Remove items from a list

Quinn Dunkan qdunkan1 at hotmail.com
Wed Sep 8 17:01:12 EDT 2004


Egbert Bouwman <egbert.list at hccnet.nl> wrote in message news:<mailman.3029.1094638477.5135.python-list at python.org>...
> On Wed, Sep 08, 2004 at 03:59:26AM +0000, Stan Cook wrote:
> > I was trying to take a list of files in a directory and remove all but the ".dbf" files.  I used the following to try to remove the items, but they would not remove.  Any help would be greatly appreciated.
> > 
> > x = 0
> > for each in _dbases:
> >     if each[-4:] <> ".dbf":
> >             del each            # also tried:   del _dbases[x]
> >     x = x + 1
> > 
> > I must be doing something wrong, but it acts as though it is....
> > 
> The answers you received don't tell you what you are doing wrong.
> If you replace 'del each' with 'print each' it works,
> so it seems that you can not delete elements of a list you are 
> looping over.

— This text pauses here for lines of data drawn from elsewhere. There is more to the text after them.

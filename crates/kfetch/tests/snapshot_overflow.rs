//! Integration tests for snapshot truncation on the read path.
//!
//! Kept in its own binary: the registered backend is process-global and
//! this one reports a hostname long enough to overflow the snapshot buffer.

use std::sync::Once;

use kfetch::{KfetchDevice, KfetchOps};
use uapi::kfetch::KFETCH_BUF_SIZE;
use uapi::sysinfo::SysInfo;
use uapi::uts_namespace::UtsNamespace;

static INIT: Once = Once::new();

struct LongHostOps;

impl KfetchOps for LongHostOps {
    fn utsname(&self) -> UtsNamespace {
        // UtsNamespace caps the stored name at 64 bytes, so the overflow
        // has to come from the CPU model instead.
        UtsNamespace::with_host("node7", "6.1.0")
    }

    fn cpu_model(&self) -> Option<String> {
        Some("x".repeat(4 * KFETCH_BUF_SIZE))
    }

    fn num_online_cpus(&self) -> usize {
        1
    }

    fn num_present_cpus(&self) -> usize {
        1
    }

    fn sysinfo(&self) -> SysInfo {
        SysInfo::new()
    }

    fn get_uptime_ms(&self) -> u64 {
        60_000
    }

    fn list_process_pids(&self) -> Vec<u32> {
        vec![1]
    }

    fn copy_to_caller(&self, dst: &mut [u8], src: &[u8]) -> bool {
        let n = dst.len().min(src.len());
        dst[..n].copy_from_slice(&src[..n]);
        true
    }

    fn copy_from_caller(&self, dst: &mut [u8], src: &[u8]) -> bool {
        let n = dst.len().min(src.len());
        dst[..n].copy_from_slice(&src[..n]);
        true
    }
}

static LONG_HOST_OPS: LongHostOps = LongHostOps;

fn init_once() {
    INIT.call_once(|| unsafe {
        kfetch::register_kfetch_ops(&LONG_HOST_OPS);
    });
}

#[test]
fn test_oversized_metrics_clamp_to_capacity() {
    init_once();
    let file = KfetchDevice::new().open().unwrap();

    let mut buf = [0u8; 2 * KFETCH_BUF_SIZE];
    let n = file.read(&mut buf).expect("clamped read must succeed");

    assert_eq!(n, KFETCH_BUF_SIZE);
    assert!(std::str::from_utf8(&buf[..n]).is_ok());
}

#[test]
fn test_clamped_snapshot_keeps_leading_lines() {
    init_once();
    let file = KfetchDevice::new().open().unwrap();

    let mut buf = [0u8; 2 * KFETCH_BUF_SIZE];
    let n = file.read(&mut buf).expect("clamped read must succeed");
    let text = std::str::from_utf8(&buf[..n]).unwrap();

    // Everything before the oversized CPU line survives intact.
    let lines: Vec<&str> = text.lines().collect();
    assert!(lines[0].ends_with("node7"));
    assert!(lines[1].ends_with("-----"));
    assert!(lines[2].ends_with("Kernel: 6.1.0"));
    assert!(lines[3].contains("CPU:    xxx"));
}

But I would like to know more about it as well.
> egbert

"for each in ..." makes 'each' signify an element of _dbases.  Then
"del each" makes 'each' no longer signify anything.  So the above doesn't
really do anything at all.  "del _dbases[x]" however does work, but
notice that if you delete element 3, element 4 becomes element 3, etc.  Then
when 'x' is incremented to 4, you've skipped what used to be element 4 (which
is now element 3).  In general, modifying a list while iterating over it is
more trouble than it's worth.  Go with the listcomp solutions.